Dataiku triggering calculations / ML in SAP Data Warehouse Cloud
If Dataiku is part of your landscape, you might enjoy the option to use your familiar Dataiku environment to trigger data processing in your SAP Data Warehouse Cloud / SAP HANA Cloud systems.
Connect from Dataiku to the data in SAP Data Warehouse Cloud / SAP HANA Cloud and carry out data explorations, preparations, calculations, and Machine Learning. The data remains in place, thereby avoiding unnecessary data movement and data duplication. Save your outcomes as semantic views or physical tables. And if needed, you can still extract the data into Dataiku for further processing. However, you might not need to move all granular records, just the aggregated / prepared / filtered / predicted data that you require. Dataiku can then further process the data and write the outcomes back to SAP Data Warehouse Cloud / SAP HANA Cloud.
If you would like to stay instead within the SAP Business Technology Platform, you have the familiar choices to deploy your Python / R code with SAP Data Intelligence, CloudFoundry and Kyma. Either way, SAP’s Python package hana_ml and R package hana.ml.r make it easy to trigger such an advanced analysis from any Python or R environment on the data held in SAP Data Warehouse Cloud / SAP HANA Cloud.
In case this use case and blog is somewhat familiar to you, then you have probably already seen a related blog, which explains this scenario with Azure Machine Learning or Databricks as front end.
Let’s go through the different options with a time series forecast as example.
- Processing in SAP Data Warehouse Cloud through Python scripting in Dataiku:
- First use a Jupyter notebook in Dataiku to sandbox the scenario. Explore the data in SAP Data Warehouse Cloud, aggregate it and create a time series forecast on the aggregates. All triggered from Dataiku, executed in SAP Data Warehouse Cloud.
- Then deploy the final code as recipe in a graphical Dataiku Flow.
- Processing in Dataiku
- Download the aggregated data from SAP Data Warehouse Cloud into a Dataiku Flow, create a time series forecast within Dataiku and write the predictions to SAP Data Warehouse Cloud
In this scenario we are assuming that you are working with SAP Data Warehouse Cloud. However, an implementation with SAP HANA Cloud would be very similar:
- You need access to a SAP Data Warehouse Cloud system with three virtual CPUs (free trial is not sufficient)
- The script server must be activated, see the documentation
- Create a Database User in your SAP Data Warehouse Cloud space, with the options “Enable Automated Predictive Library and Predictive Analysis Library”, “Enable Read Access” and “Enable Write Access” selected, see the documentation
- To trigger the Machine Learning in SAP Data Warehouse Cloud, you need that user’s password and the system’s host name, see this tutorial
You also need to have access to a Dataiku environment with Enterprise features enabled. According to the Dataiku website, only their Enterprise plan allows Dataiku to connect to SAP HANA. This blog was written with the free Dataiku edition (virtual machine), which starts with a 14 day Enterprise trial.

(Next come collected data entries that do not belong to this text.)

//! Rate limiting for the contact form.
//!
//! Tracks timestamped attempts per sender email and per client IP inside a
//! sliding window. History lives in an [`AttemptStore`] (Redis in production,
//! an in-process map otherwise) so limits hold across restarts and instances.

pub mod clock;
pub mod config;
pub mod constants;
pub mod error;
pub mod ip;
pub mod limiter;
pub mod redis_store;
pub mod store;
pub mod sweeper;
pub mod types;

pub use clock::*;
pub use config::*;
pub use constants::*;
pub use error::*;
pub use ip::*;
pub use limiter::*;
pub use redis_store::RedisAttemptStore;
pub use store::*;
pub use sweeper::spawn_cleanup_task;
pub use types::*;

I suggest to reach out to both SAP as well as Dataiku to verify which of these scenarios are covered by your licenses.
Python Scripting – Jupyter Notebook
Begin by creating a new environment, which has SAP’s hana_ml library installed. Navigate in Dataiku to Applications -> Administration -> Code Envs and click “NEW PYTHON ENV”.
- Name the environment: hanaml
- Leave “use conda” unselected.
- Click CREATE
Open the environment when it has been created. On the “Packages to install” tab add the following lines as “Requested package”. It might look as if the box only takes a single line, but you can add multiple at once.
Then click “SAVE AND UPDATE” and the libraries get installed. shapely is a dependency of the hana_ml library, that we don’t actually use. The code in this blog would still work, but you would receive a warning that shapely is missing. So shapely is only installed here to avoid that warning.
Create a new blank project to use that new environment.
Create a new notebook in that project, using the option “Write your own”.
In the following prompt:
- Select “PYTHON” as language
- Set “Code env” to hanaml (which is the environment we have just created)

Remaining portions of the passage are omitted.